本日、最終のお客様はFさんのご紹介のAさんです。
約束の時間通り、Aさんがお見えになりました。

「こんばんは。失礼します」

Aさんお一人だけかと思ったら、後ろに日焼けした大きな男の方が…。

「すみません。わたしひとりでと思っていたのですが、彼がどうしても、と言うので一緒に来ました」

「はいはい、どうぞ。初めての方は一人でも二人でも料金は同じですからね。寒かったでしょ。今、珈琲を淹れますから、温まってください」

彼の大きな体には椅子が窮屈そうです。

「実は、今日の相談は彼のことなんです。彼とは正式に婚約しているわけではありませんが、将来は結婚するつもりです」

「そうなんだ。で、何を…」

「彼は現在、在京球団のプロ野球選手なのですが、今ひとつパッとしない成績で1軍と2軍を行ったり来たりの状況です」

年齢は同じですが、完全に姉さん女房。
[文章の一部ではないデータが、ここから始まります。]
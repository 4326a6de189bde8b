//! Expression normalization (spec.md §3.6): hoist → align → denegate → re-hoist.
//!
//! Normalizing puts every expression into a canonical shape so that later stages (restrictor,
//! predicatizer, bitmap evaluation) don't each have to handle redundant nesting, operands on the
//! "wrong" side of a predicate, or negations sitting above compound subexpressions.

use super::{Expr, Operand, Predicate};

/// Run the full normalization pipeline.
pub fn normalize(expr: &Expr) -> Expr {
    let hoisted = hoist(expr);
    let aligned = align(&hoisted);
    let denegated = denegate(&aligned);
    hoist(&denegated)
}

/// Flatten nested conjunctions/disjunctions of the same kind into a single level
/// (`AND(a, AND(b, c))` becomes `AND(a, b, c)`), and collapse single-child compounds.
fn hoist(expr: &Expr) -> Expr {
    match expr {
        Expr::Conjunction(children) => {
            let mut flat = Vec::new();
            for c in children.iter().map(hoist) {
                match c {
                    Expr::Conjunction(inner) => flat.extend(inner),
                    other => flat.push(other),
                }
            }
            collapse(Expr::Conjunction(flat))
        }
        Expr::Disjunction(children) => {
            let mut flat = Vec::new();
            for c in children.iter().map(hoist) {
                match c {
                    Expr::Disjunction(inner) => flat.extend(inner),
                    other => flat.push(other),
                }
            }
            collapse(Expr::Disjunction(flat))
        }
        Expr::Negation(inner) => Expr::not(hoist(inner)),
        other => other.clone(),
    }
}

fn collapse(expr: Expr) -> Expr {
    match expr {
        Expr::Conjunction(children) | Expr::Disjunction(children) if children.is_empty() => {
            Expr::Nil
        }
        Expr::Conjunction(mut children) if children.len() == 1 => children.remove(0),
        Expr::Disjunction(mut children) if children.len() == 1 => children.remove(0),
        other => other,
    }
}

/// Rewrite every predicate so that an extractor operand (anything but a literal [`Operand::Data`])
/// sits on the left-hand side, flipping the operator as needed. A `data op data` predicate (both
/// sides literals) is left as-is.
fn align(expr: &Expr) -> Expr {
    match expr {
        Expr::Conjunction(children) => Expr::Conjunction(children.iter().map(align).collect()),
        Expr::Disjunction(children) => Expr::Disjunction(children.iter().map(align).collect()),
        Expr::Negation(inner) => Expr::not(align(inner)),
        Expr::Predicate(p) => Expr::Predicate(align_predicate(p)),
        Expr::Nil => Expr::Nil,
    }
}

fn align_predicate(p: &Predicate) -> Predicate {
    let lhs_is_extractor = !matches!(p.lhs, Operand::Data(_));
    let rhs_is_extractor = !matches!(p.rhs, Operand::Data(_));
    if !lhs_is_extractor && rhs_is_extractor {
        Predicate::new(p.rhs.clone(), p.op.flip(), p.lhs.clone())
    } else {
        p.clone()
    }
}

/// Push negations down to the leaves via De Morgan's laws, eliminating double negation and
/// negating predicates' operators directly instead of wrapping them.
fn denegate(expr: &Expr) -> Expr {
    match expr {
        Expr::Conjunction(children) => Expr::Conjunction(children.iter().map(denegate).collect()),
        Expr::Disjunction(children) => Expr::Disjunction(children.iter().map(denegate).collect()),
        Expr::Predicate(_) | Expr::Nil => expr.clone(),
        Expr::Negation(inner) => denegate_negation(inner),
    }
}

fn denegate_negation(inner: &Expr) -> Expr {
    match inner {
        // Double negation: not(not(e)) == e.
        Expr::Negation(inner2) => denegate(inner2),
        // De Morgan: not(AND(a, b, ...)) == OR(not a, not b, ...).
        Expr::Conjunction(children) => {
            Expr::Disjunction(children.iter().map(|c| denegate_negation_of(c)).collect())
        }
        // De Morgan: not(OR(a, b, ...)) == AND(not a, not b, ...).
        Expr::Disjunction(children) => {
            Expr::Conjunction(children.iter().map(|c| denegate_negation_of(c)).collect())
        }
        Expr::Predicate(p) => Expr::predicate(p.lhs.clone(), p.op.negate(), p.rhs.clone()),
        Expr::Nil => Expr::Nil,
    }
}

fn denegate_negation_of(expr: &Expr) -> Expr {
    denegate_negation(expr)
}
彼はじっと頷くばかりです。

「プロに入って今年で5年目。今シーズンも中途半端な成績なら、トレードか、最悪のケースは自由契約になるおそれもあります。わたしは大学時代から、ずっと彼のことを見てきたのですが、ドラフトも上位でしたし、決してこのままで終わる人ではありません。レギュラーでなくても、代打でも、代走でもいいから、何としても1軍で活躍して欲しいのです」

姉さんどころか、母親にも似た、いや母親以上の熱弁です。

「彼にとって今年は勝負の年です。どうか先生。1軍に定着できるのか。彼の今年の成績をズバリと占って欲しいのです。お願いします」

プロ野球選手の占いは初めてです。
恥ずかしながら野球の知識は、三振とホームランぐらいしか分かりません。
難問ですが、わたしもプロです。
お二人の生年月日をお伺いし、念を入れて鑑定させていただきました。

「彼は、一昨年、下半身、それも膝を痛めなかった?」

「はい。どうしてそんなことが分かるのですか?」

初めて、彼が口を開きました。

「でも、もう完治してるわね。――大丈夫!――今年の★星回りは過去5年で最高の90点。間違いなく1軍に定着できます。但し、『打てなかったら、どうしよう』なんて考えず、『打てるぞ。Aさんが付いているから大丈夫なんだ(笑)』と自分自身に暗示をかけてバッターボックスに入ること。精神的な脆さをなくせば、あなたは押しも押されもしないレギュラー選手です。自分のために、そして彼女のために一生懸命頑張ってください。ついでのことだけど、お二人の相性度数は♥92点。ナイスなカップルですよ」

「ありがとうございます。頑張ります!1軍に定着出来たら、きらら先生を球場にご招待します」

「『定着出来たら』でなくて、『定着して』でしょ。きらら先生の言葉を胸に刻んで頑張ってよ!」

先程より強いAさんの檄に彼はにっこり笑ってVサイン。
実にお似合いです。

かっ飛ばせ、かっ飛ばせ!――頑張ってください。